Task instructions »
Report every line of the records that includes the word "Result".

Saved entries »
# # # # #

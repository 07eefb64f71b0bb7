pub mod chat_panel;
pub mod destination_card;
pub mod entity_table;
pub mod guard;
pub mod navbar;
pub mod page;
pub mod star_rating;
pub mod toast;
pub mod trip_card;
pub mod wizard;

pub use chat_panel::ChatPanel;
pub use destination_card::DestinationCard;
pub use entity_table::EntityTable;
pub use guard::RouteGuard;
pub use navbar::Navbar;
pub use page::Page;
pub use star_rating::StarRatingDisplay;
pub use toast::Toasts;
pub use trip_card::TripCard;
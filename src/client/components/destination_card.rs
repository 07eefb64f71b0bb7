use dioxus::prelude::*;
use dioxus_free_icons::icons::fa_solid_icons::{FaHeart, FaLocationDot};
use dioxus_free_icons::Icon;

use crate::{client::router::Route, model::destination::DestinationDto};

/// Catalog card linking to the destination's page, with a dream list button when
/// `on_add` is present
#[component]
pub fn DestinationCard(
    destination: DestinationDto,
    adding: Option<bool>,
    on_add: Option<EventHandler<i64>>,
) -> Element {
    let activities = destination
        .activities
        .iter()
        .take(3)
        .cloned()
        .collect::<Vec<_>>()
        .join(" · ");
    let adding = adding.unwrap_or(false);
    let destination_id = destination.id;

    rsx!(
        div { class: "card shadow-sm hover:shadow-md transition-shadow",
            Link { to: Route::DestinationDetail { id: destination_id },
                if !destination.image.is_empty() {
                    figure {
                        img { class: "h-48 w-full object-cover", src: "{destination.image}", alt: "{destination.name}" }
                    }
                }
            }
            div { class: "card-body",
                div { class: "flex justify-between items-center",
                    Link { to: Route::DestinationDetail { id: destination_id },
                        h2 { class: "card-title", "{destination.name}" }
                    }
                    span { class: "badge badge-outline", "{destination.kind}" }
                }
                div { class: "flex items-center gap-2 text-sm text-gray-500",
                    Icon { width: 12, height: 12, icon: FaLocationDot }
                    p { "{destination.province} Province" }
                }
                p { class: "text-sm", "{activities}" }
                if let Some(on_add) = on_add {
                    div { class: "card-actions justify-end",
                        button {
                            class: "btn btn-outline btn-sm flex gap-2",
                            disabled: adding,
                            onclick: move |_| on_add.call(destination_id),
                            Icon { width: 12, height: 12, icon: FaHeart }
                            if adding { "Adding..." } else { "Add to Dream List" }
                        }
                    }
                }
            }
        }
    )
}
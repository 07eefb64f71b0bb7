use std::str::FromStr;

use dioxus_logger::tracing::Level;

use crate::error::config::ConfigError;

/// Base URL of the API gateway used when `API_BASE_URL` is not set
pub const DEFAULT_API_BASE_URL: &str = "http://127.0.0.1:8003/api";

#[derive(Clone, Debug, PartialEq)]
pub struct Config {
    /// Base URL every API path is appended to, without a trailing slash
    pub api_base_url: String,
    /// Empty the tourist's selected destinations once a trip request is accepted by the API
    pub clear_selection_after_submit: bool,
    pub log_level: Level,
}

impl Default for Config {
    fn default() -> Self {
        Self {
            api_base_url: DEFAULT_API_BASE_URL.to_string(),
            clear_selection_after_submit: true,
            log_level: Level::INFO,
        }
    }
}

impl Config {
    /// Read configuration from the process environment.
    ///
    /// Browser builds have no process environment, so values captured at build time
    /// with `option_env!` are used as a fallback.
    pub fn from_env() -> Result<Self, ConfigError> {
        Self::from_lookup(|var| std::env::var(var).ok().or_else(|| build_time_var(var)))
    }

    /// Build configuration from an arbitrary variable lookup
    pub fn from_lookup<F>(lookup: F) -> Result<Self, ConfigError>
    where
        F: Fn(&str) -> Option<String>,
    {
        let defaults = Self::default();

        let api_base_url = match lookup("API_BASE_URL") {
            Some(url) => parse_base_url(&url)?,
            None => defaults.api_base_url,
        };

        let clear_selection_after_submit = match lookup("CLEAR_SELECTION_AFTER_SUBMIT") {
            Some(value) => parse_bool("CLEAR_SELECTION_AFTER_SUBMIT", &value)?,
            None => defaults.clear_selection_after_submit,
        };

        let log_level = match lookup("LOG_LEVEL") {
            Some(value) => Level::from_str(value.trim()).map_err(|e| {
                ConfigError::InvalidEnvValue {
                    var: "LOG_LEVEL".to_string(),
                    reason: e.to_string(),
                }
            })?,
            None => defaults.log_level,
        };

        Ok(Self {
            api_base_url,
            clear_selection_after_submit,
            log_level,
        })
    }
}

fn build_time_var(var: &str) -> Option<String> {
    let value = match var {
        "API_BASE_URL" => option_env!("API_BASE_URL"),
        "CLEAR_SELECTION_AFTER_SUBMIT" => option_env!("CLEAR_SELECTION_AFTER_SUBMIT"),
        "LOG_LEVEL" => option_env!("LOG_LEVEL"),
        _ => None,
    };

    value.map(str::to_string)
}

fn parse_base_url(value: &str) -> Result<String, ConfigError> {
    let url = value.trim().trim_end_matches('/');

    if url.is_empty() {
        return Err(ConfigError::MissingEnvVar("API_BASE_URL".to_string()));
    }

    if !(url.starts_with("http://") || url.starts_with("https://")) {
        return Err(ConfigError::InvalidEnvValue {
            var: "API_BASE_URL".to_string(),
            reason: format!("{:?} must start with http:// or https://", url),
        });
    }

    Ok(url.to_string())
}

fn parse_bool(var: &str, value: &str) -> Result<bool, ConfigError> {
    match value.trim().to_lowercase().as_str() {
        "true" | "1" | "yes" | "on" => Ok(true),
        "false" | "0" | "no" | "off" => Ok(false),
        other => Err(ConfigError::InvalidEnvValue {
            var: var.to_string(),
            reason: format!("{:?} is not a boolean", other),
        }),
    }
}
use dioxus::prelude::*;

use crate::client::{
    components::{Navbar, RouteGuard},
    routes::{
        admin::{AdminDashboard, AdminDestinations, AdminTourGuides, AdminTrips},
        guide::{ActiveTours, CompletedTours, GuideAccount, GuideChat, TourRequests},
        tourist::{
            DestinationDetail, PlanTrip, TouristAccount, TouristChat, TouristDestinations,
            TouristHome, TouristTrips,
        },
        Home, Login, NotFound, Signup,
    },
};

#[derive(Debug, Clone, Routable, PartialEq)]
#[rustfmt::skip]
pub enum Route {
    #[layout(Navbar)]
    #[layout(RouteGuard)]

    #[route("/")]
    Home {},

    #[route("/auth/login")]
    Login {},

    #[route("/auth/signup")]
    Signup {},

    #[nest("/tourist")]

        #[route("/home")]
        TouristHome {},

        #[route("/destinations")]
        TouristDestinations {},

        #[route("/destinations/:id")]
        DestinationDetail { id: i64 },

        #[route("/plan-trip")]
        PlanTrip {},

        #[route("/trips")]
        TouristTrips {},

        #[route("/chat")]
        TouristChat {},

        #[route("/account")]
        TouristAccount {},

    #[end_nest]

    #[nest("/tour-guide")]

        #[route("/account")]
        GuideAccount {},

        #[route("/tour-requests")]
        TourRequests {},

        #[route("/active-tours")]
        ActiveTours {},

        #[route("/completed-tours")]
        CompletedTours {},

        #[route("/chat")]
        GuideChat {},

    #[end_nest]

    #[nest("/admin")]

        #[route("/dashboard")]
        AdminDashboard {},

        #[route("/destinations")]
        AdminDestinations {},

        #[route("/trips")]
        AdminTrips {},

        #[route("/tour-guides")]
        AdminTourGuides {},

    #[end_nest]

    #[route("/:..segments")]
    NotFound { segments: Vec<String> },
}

# # # # #

Task solution »
    pub fn from_env() -> Result<Self, ConfigError> {
    pub fn from_lookup<F>(lookup: F) -> Result<Self, ConfigError>
fn parse_base_url(value: &str) -> Result<String, ConfigError> {
fn parse_bool(var: &str, value: &str) -> Result<bool, ConfigError> {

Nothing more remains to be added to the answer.